Avec la cérémonie théâtrale "Un sacre", Lorraine de Sagazan met en avant "le tabou de la mort"
L'impossibilité d’organiser le rituel funéraire des morts du covid a été vécue comme un traumatisme. Pour compenser ce manque et face au rapport à la mort de nos sociétés occidentales, la metteuse en scène Lorraine de Sagazan a créé le spectacle, "Un sacre".
Il y a un an, Lorraine de Sagazan abandonne le projet sur lequel elle travaillait pour aller à la rencontre de 365 anonymes, dans des théâtres sans spectacle ni public. Une façon de renouer le lien défait par la crise sanitaire. Dans des entretiens libres, menés avec l'écrivain Guillaume Poix qui fera l'essentiel du travail d'écriture, c'est de la mort que viennent parler les gens. Pas spécialement la mort des victimes du covid, non, la perte d'un proche, comme une cicatrice encore béante. "Ça a constitué un choc pour moi, dit la metteuse en scène Lorraine de Sagazan. J’ai voulu questionner le tabou de la mort dans la société contemporaine occidentale et l’absence de rituel." Il en résulte ce spectacle, Un sacre à voir au Théâtre Gérard Philippe à Saint-Denis jusqu’au 4 décembre puis en tournée.
Parmi toutes les personnes rencontrées, 9 d'entre elles font une demande spécifique: le comédien ou la comédienne qui portera leur récit sur scène devra accompagner leur mort, chaque histoire devient dès lors une cérémonie. "Cette cérémonie est pour eux et pour leurs morts qui n’ont cessé de nous accompagner, reprend Lorraine de Sagazan.
"Nous avons volontairement retiré le mot covid du spectacle, mais il y a le récit d’une femme qui n’a pas pu enterrer son père comme d’autres malheureusement."
Lorraine de Sagazanà franceinfo
Sur scène l'engagement des interprètes est total, débordant d'amour pour une grand-mère corse qui fut pleureuse dans son village ou de rancœur envers un père abusif.
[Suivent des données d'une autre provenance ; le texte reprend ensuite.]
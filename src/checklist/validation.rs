use serde::Serialize;
use std::collections::HashSet;

use super::types::{Checklist, Section, StandardQuestion};

/// Outcome of structural checklist validation.
///
/// Errors block a save; warnings are informational.
#[derive(Debug, Clone, Default, PartialEq, Serialize)]
#[serde(rename_all = "camelCase")]
pub struct ValidationResult {
    pub is_valid: bool,
    pub errors: Vec<String>,
    pub warnings: Vec<String>,
}

/// Validate checklist structure before it is persisted.
/// Collects every problem rather than stopping at the first.
///
/// Only the cached section `score`/`max_score` fields are inspected; run the
/// scoring engine first if they should reflect the current questions.
pub fn validate_checklist(checklist: &Checklist) -> ValidationResult {
    let mut errors = Vec::new();
    let mut warnings = Vec::new();

    if is_blank(&checklist.id) {
        errors.push("Checklist ID is required".to_string());
    }
    if is_blank(&checklist.health_program) {
        errors.push("Health program is required".to_string());
    }
    if is_blank(&checklist.organizational_level) {
        errors.push("Organizational level is required".to_string());
    }
    if is_blank(&checklist.department) {
        errors.push("Department is required".to_string());
    }

    if checklist.sections.is_empty() {
        errors.push("At least one section is required".to_string());
    }

    let mut section_ids = HashSet::new();
    for (i, section) in checklist.sections.iter().enumerate() {
        let n = i + 1;
        if is_blank(&section.id) {
            errors.push(format!("Section {}: ID is required", n));
        } else if !section_ids.insert(section.id.as_str()) {
            warnings.push(format!("Section {}: Duplicate section ID '{}'", n, section.id));
        }
        if is_blank(&section.title) {
            errors.push(format!("Section {}: Title is required", n));
        }
        if section.score < 0.0 {
            errors.push(format!("Section {}: Score cannot be negative", n));
        }
        if section.max_score <= 0.0 {
            errors.push(format!("Section {}: Max score must be positive", n));
        }
        if section.score > section.max_score {
            warnings.push(format!("Section {}: Score exceeds max score", n));
        }

        if section.questions.is_empty() {
            warnings.push(format!("Section {}: No questions found", n));
        }
        for id in duplicate_question_ids(section) {
            warnings.push(format!("Section {}: Duplicate question ID '{}'", n, id));
        }
    }

    ValidationResult {
        is_valid: errors.is_empty(),
        errors,
        warnings,
    }
}

fn is_blank(s: &str) -> bool {
    s.trim().is_empty()
}

/// Question ids that occur more than once in a section, sub-questions included.
fn duplicate_question_ids(section: &Section) -> Vec<&str> {
    fn walk<'a>(
        subs: &'a [StandardQuestion],
        seen: &mut HashSet<&'a str>,
        dupes: &mut Vec<&'a str>,
    ) {
        for sub in subs {
            let id = sub.id.as_str();
            if !seen.insert(id) && !dupes.contains(&id) {
                dupes.push(id);
            }
            walk(&sub.sub_questions, seen, dupes);
        }
    }

    let mut seen = HashSet::new();
    let mut dupes = Vec::new();
    for question in &section.questions {
        let id = question.id();
        if !seen.insert(id) && !dupes.contains(&id) {
            dupes.push(id);
        }
        walk(question.sub_questions(), &mut seen, &mut dupes);
    }
    dupes
}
Avec son autel païen qui se remplit d'objets à forte valeur sentimentale, le théâtre devient lieu de réparation, Lorraine de Sagazan cite Michel Foucault et son concept d'hétérotopie. "Comment identifier un manque dans la société contemporaine et comment un espace, là en l’occurrence le théâtre, va devenir l’endroit où on prend le temps pour quelque chose qui manque autour de nous."
Une exploration théatrale
Les monologues sont liés entre eux par des mouvements collectifs que Sylvère Lamotte a chorégraphiés tel un rituel mortuaire, dans un décor de théâtre abandonné que la scénographe Anouk Maugein a conçu de telle sorte qu’il évolue tout au long de la pièce, révélant sous les planches et derrière le fond de scène une nature apaisante.
Six ans après la création de sa compagnie La brèche, Lorraine de Sagazan qui avait très intelligemment bousculé des classiques comme Démons et Une maison de poupée, poursuit son exploration théâtrale en prise directe avec l’époque. Ce n’est pas un hasard si elle est programmée par Julie Deliquet, nouvelle directrice du Théâtre Gérard Philipe de Saint-Denis, sous l’œil bienveillant d’Hortense Archambault qui a présenté l’auteur Guillaume Poix à la metteuse en scène de ce sacre qui a conquis le public.